Sale Gosse

Le 28 Août 1917

Petit Loul chéri,

Ce matin en allant aux lettres, j’ai eu le plaisir de trouver dans la boîte ta gentille lettre d’hier et celle de Suzanne. Je suis contente que tu sois bien rentré. Ça ne m’étonne pas que tu aies eu un temps épouvantable. Ici, depuis ton départ nous avons une de ces tempêtes ! Comme tu dirais “pépère”. Les beaux pommiers de Madame Fleuriel sont tout abîmés. Il y en a un, près des lettres, qui est complètement déraciné. Celui qui avait de si belles pommes rouge en face de la maison a perdu toutes ses pommes. Gertrude en a ramassé un plein panier.

panier pomme

Depuis hier matin, nous sommes enfermées. Ce matin et hier au soir, Gertrude est venue avec moi aux lettres. Heureusement pour moi. Le chemin est tout détrempé, aussi j’ai fait de ces glissades avec mes sabots pas ordinaire. Si elle n’était près de moi pour me retenir, j’aurais ramassé de belles bûches.
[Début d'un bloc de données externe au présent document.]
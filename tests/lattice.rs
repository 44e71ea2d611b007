use approx::assert_abs_diff_eq;

use lbm_codegen::lbm::boundary::{BoundaryConditions, BoundaryRule};
use lbm_codegen::lbm::descriptor::Descriptor;
use lbm_codegen::lbm::geometry::{MaterialMap, Region};
use lbm_codegen::lbm::{material, Grid, Lattice, LatticeConfig, LbmError, Populations, VelocitySet};

fn config(set: VelocitySet, n: u32) -> LatticeConfig {
    let n_z = if set == VelocitySet::D2Q9 { 1 } else { n };
    LatticeConfig {
        velocity_set: set,
        n_x: n,
        n_y: n,
        n_z,
        tau: 0.8,
        ..LatticeConfig::new()
    }
}

fn dims(set: VelocitySet) -> usize {
    set.get_set_values().0 as usize
}

/// Closed box at rest: equilibrium populations with density 1.
fn resting_box(config: LatticeConfig) -> Lattice {
    let grid = config.grid();
    let d = dims(config.velocity_set);
    let mut lattice = Lattice::new(config).unwrap();
    lattice.apply_material_map(&MaterialMap::enclosure(grid, d)).unwrap();
    lattice.equilibrate(1.0, [0.0; 3]).unwrap();
    lattice.sync().unwrap();
    lattice
}

fn center(grid: Grid) -> usize {
    grid.index(grid.n_x / 2, grid.n_y / 2, grid.n_z / 2)
}

#[test]
fn mass_is_conserved_away_from_walls() {
    let mut lattice = resting_box(config(VelocitySet::D2Q9, 32));
    let grid = lattice.grid();
    let mut populations = lattice.populations().unwrap();
    let c = center(grid);
    for i in 0..populations.q() {
        let v = populations.get(c, i);
        populations.set(c, i, v * 1.5);
    }
    lattice.write_populations(&populations).unwrap();
    lattice.collect_moments().unwrap();
    lattice.sync().unwrap();

    let tags = lattice.materials().unwrap().to_vec();
    let fluid = |n: usize| tags[n] != material::GHOST;
    let before = lattice.moments().unwrap().total_density(fluid);

    // the disturbance travels one cell per step and stays clear of the walls
    lattice.run(8).unwrap();
    lattice.collect_moments().unwrap();
    lattice.sync().unwrap();
    let after = lattice.moments().unwrap().total_density(fluid);

    assert!(before > grid.volume() as f64 * 0.5);
    assert_abs_diff_eq!(before, after, epsilon = 1e-3);
}

#[test]
fn ghost_cells_are_never_written() {
    let mut lattice = resting_box(config(VelocitySet::D2Q9, 16));
    let grid = lattice.grid();
    let mut populations = lattice.populations().unwrap();
    let c = center(grid);
    populations.set(c, 5, populations.get(c, 5) + 0.05);
    lattice.write_populations(&populations).unwrap();
    lattice.sync().unwrap();
    let initial = lattice.populations().unwrap();

    lattice.run(11).unwrap();
    lattice.sync().unwrap();
    let evolved = lattice.populations().unwrap();

    let tags = lattice.materials().unwrap();
    let mut ghosts = 0;
    for n in (0..grid.volume()).filter(|&n| tags[n] == material::GHOST) {
        assert_eq!(initial.cell(n), evolved.cell(n));
        ghosts += 1;
    }
    assert_eq!(ghosts, 4 * 15);
    assert_ne!(initial, evolved);
}

#[test]
fn moment_extraction_is_idempotent() {
    let mut lattice = resting_box(config(VelocitySet::D2Q9, 16));
    let mut populations = lattice.populations().unwrap();
    let c = center(lattice.grid());
    populations.set(c, 2, populations.get(c, 2) + 0.02);
    lattice.write_populations(&populations).unwrap();
    lattice.run(3).unwrap();

    lattice.collect_moments().unwrap();
    lattice.sync().unwrap();
    let first = lattice.moments().unwrap();
    lattice.collect_moments().unwrap();
    lattice.collect_moments().unwrap();
    lattice.sync().unwrap();
    let second = lattice.moments().unwrap();

    assert_eq!(first, second);
    assert_eq!(lattice.time(), 3);
}

#[test]
fn later_regions_take_precedence() {
    let config = config(VelocitySet::D2Q9, 16);
    let grid = config.grid();
    let mut lattice = Lattice::new(config).unwrap();
    let map = MaterialMap::enclosure(grid, 2)
        .with(Region::Cuboid { min: [4, 4, 0], max: [12, 12, 1] }, material::OBSTACLE)
        .with(Region::Sphere { center: [8.0, 8.0, 0.0], radius: 2.5 }, material::BULK);
    lattice.apply_material_map(&map).unwrap();

    let tags = lattice.materials().unwrap();
    assert_eq!(tags[grid.index(8, 8, 0)], material::BULK);
    assert_eq!(tags[grid.index(4, 4, 0)], material::OBSTACLE);
    assert_eq!(tags[grid.index(1, 8, 0)], material::WALL);
    assert_eq!(tags[grid.index(0, 8, 0)], material::GHOST);
    assert_eq!(tags[grid.index(2, 8, 0)], material::BULK);
}

/// Perturbs population `i` of the center cell and returns the cells that differ from an
/// unperturbed run after one step.
fn impulse_response(set: VelocitySet, n: u32, i: usize) -> Vec<usize> {
    let mut reference = resting_box(config(set, n));
    let mut perturbed = resting_box(config(set, n));
    let grid = reference.grid();
    let c = center(grid);

    let mut populations: Populations = perturbed.populations().unwrap();
    populations.set(c, i, populations.get(c, i) + 0.01);
    perturbed.write_populations(&populations).unwrap();

    for lattice in [&mut reference, &mut perturbed] {
        lattice.evolve().unwrap();
        lattice.sync().unwrap();
    }
    let (a, b) = (reference.populations().unwrap(), perturbed.populations().unwrap());
    (0..grid.volume()).filter(|&n| a.cell(n) != b.cell(n)).collect()
}

#[test]
fn single_step_impulse_reaches_exactly_one_neighbor() {
    let cases: [(VelocitySet, Vec<usize>); 2] = [
        (VelocitySet::D2Q9, (0..9).collect()),
        (VelocitySet::D3Q27, vec![0, 4, 10, 13, 16, 22, 26]),
    ];
    for (set, directions) in cases {
        let n = 8;
        let grid = config(set, n).grid();
        let descriptor = Descriptor::new(set).unwrap();
        let (x, y, z) = grid.coordinates(center(grid));

        for i in directions {
            let c = descriptor.velocity(i);
            let target = grid.index(
                (x as i32 + c[0]) as u32,
                (y as i32 + c[1]) as u32,
                (z as i32 + c[2]) as u32,
            );
            assert_eq!(impulse_response(set, n, i), vec![target], "{set:?} direction {i}");
        }
    }
}

#[test]
fn closed_box_stays_at_rest() {
    let cfg = LatticeConfig {
        boundary: BoundaryConditions::default().with(BoundaryRule::no_slip(&[material::WALL], 2)),
        ..config(VelocitySet::D2Q9, 32)
    };
    let mut lattice = resting_box(cfg);
    lattice.run(1000).unwrap();
    lattice.collect_moments().unwrap();
    lattice.sync().unwrap();

    let moments = lattice.moments().unwrap();
    let tags = lattice.materials().unwrap();
    for n in (0..moments.cells()).filter(|&n| tags[n] == material::BULK) {
        assert_abs_diff_eq!(moments.density(n), 1.0, epsilon = 1e-3);
        let u = moments.velocity(n);
        assert_abs_diff_eq!(u[0], 0.0, epsilon = 1e-4);
        assert_abs_diff_eq!(u[1], 0.0, epsilon = 1e-4);
    }
    assert_eq!(lattice.time(), 1000);
}

#[test]
fn closed_cube_stays_at_rest() {
    let cfg = LatticeConfig {
        boundary: BoundaryConditions::default().with(BoundaryRule::no_slip(&[material::WALL], 3)),
        ..config(VelocitySet::D3Q27, 10)
    };
    let mut lattice = resting_box(cfg);
    lattice.run(50).unwrap();
    lattice.collect_moments().unwrap();
    lattice.sync().unwrap();

    let moments = lattice.moments().unwrap();
    let tags = lattice.materials().unwrap();
    for n in (0..moments.cells()).filter(|&n| tags[n] == material::BULK) {
        assert_abs_diff_eq!(moments.density(n), 1.0, epsilon = 1e-3);
        assert!(moments.velocity(n).iter().all(|u| u.abs() < 1e-4));
    }
}

#[test]
fn inlet_drives_flow_downstream() {
    let cfg = LatticeConfig {
        n_x: 48,
        n_y: 24,
        boundary: BoundaryConditions::channel(2, &[0.02, 0.0], 100),
        ..config(VelocitySet::D2Q9, 24)
    };
    let grid = cfg.grid();
    let map = MaterialMap::enclosure(grid, 2)
        .with(Region::Cuboid { min: [1, 2, 0], max: [2, 22, 1] }, material::INFLOW)
        .with(Region::Cuboid { min: [46, 2, 0], max: [47, 22, 1] }, material::OUTFLOW);
    let mut lattice = Lattice::new(cfg).unwrap();
    lattice.apply_material_map(&map).unwrap();
    lattice.equilibrate(1.0, [0.0; 3]).unwrap();
    assert_eq!(lattice.program().boundary().len(), 3);

    lattice.run(300).unwrap();
    lattice.collect_moments().unwrap();
    lattice.sync().unwrap();
    let moments = lattice.moments().unwrap();

    let near_inlet: Vec<f32> = (4..20).map(|y| moments.velocity(grid.index(4, y, 0))[0]).collect();
    let mean = near_inlet.iter().sum::<f32>() / near_inlet.len() as f32;
    assert!(mean > 1e-3, "mean u_x near the inlet is {mean}");
    assert!(moments.as_slice().iter().all(|v| v.is_finite()));
}

#[test]
fn moments_are_density_then_velocity_blocks() {
    let mut lattice = resting_box(config(VelocitySet::D2Q9, 8));
    lattice.collect_moments().unwrap();
    lattice.sync().unwrap();
    let moments = lattice.moments().unwrap();
    let flat = moments.as_slice();
    assert_eq!(flat.len(), 3 * 64);
    assert!(flat[..64].iter().all(|&rho| (rho - 1.0).abs() < 1e-6));
    assert!(flat[64..].iter().all(|&u| u.abs() < 1e-6));
}

#[test]
fn ordering_mistakes_fail_fast() {
    let mut lattice = Lattice::new(config(VelocitySet::D2Q9, 8)).unwrap();
    assert!(matches!(lattice.evolve(), Err(LbmError::MaterialNotAssigned)));
    assert!(matches!(lattice.collect_moments(), Err(LbmError::MaterialNotAssigned)));

    let mut lattice = resting_box(config(VelocitySet::D2Q9, 8));
    lattice.evolve().unwrap();
    assert!(matches!(lattice.populations(), Err(LbmError::Unsynchronized)));
    lattice.sync().unwrap();
    assert!(lattice.populations().is_ok());
}

#[test]
fn statistics_accumulate_snapshots() {
    let mut lattice = resting_box(config(VelocitySet::D2Q9, 8));
    for _ in 0..3 {
        lattice.run(2).unwrap();
        lattice.record_statistics().unwrap();
    }
    assert_eq!(lattice.statistics().len(), 3);
    let taken = lattice.take_statistics();
    assert_eq!(taken.len(), 3);
    assert!(lattice.statistics().is_empty());
}

/// Five steps with an inflow column, then the inflow is replaced by plain bulk.
fn reassigned_after_steps(sync_first: bool) -> Vec<f32> {
    let cfg = LatticeConfig {
        n_x: 24,
        n_y: 12,
        boundary: BoundaryConditions::channel(2, &[0.05, 0.0], 1),
        ..config(VelocitySet::D2Q9, 12)
    };
    let grid = cfg.grid();
    let plain = MaterialMap::enclosure(grid, 2);
    let inflow = MaterialMap::enclosure(grid, 2)
        .with(Region::Cuboid { min: [1, 2, 0], max: [2, 10, 1] }, material::INFLOW);

    let mut lattice = Lattice::new(cfg).unwrap();
    lattice.apply_material_map(&inflow).unwrap();
    lattice.equilibrate(1.0, [0.0; 3]).unwrap();
    lattice.run(5).unwrap();
    if sync_first {
        lattice.sync().unwrap();
    }
    lattice.apply_material_map(&plain).unwrap();
    assert!(!lattice.program().material_codes().contains(&material::INFLOW));
    assert_eq!(lattice.program().boundary().len(), 1);
    lattice.collect_moments().unwrap();
    lattice.sync().unwrap();
    lattice.moments().unwrap().as_slice().to_vec()
}

#[test]
fn recompilation_waits_for_queued_steps() {
    let synced = reassigned_after_steps(true);
    let queued = reassigned_after_steps(false);
    assert!(synced.iter().skip(synced.len() / 3).any(|u| u.abs() > 1e-4));
    for (a, b) in synced.iter().zip(&queued) {
        assert_abs_diff_eq!(*a, *b, epsilon = 1e-6);
    }
}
Ce matin, ça allait mal. Elle a pleuré toute la matinée, parce que Madame Fleuriel avait oublié de l’embrasser hier soir. Et tout ça à cause de moi, je l’ai tellement fait enrager hier au soir, que Madame Fleuriel lui a dit : “Va te coucher, comme ça Mlle Germaine ne te taquinera plus,” aussi elle a oublié de l’embrasser et dame, ce matin les larmes coulaient à qui mieux mieux. Je lui ai éteint au moins quatre fois sa lampe hier au soir, soi-disant qu’il faut faire des économies.

Ce matin, je l’ai fait marcher en lui disant qu’un coucou avait 23 mètres de long. Tu parles si je me tordais, j’en étais malade. Madame Fleuriel disait qu’elle était maigre comme un coucou. Moi de répondre : “C’est pourtant bien gros un coucou” et Gertrude marchait. Je lui ai dit : “Moi j’en connais un qui a 23m.” Tu vois sa tête d’ici et tout le temps comme ça.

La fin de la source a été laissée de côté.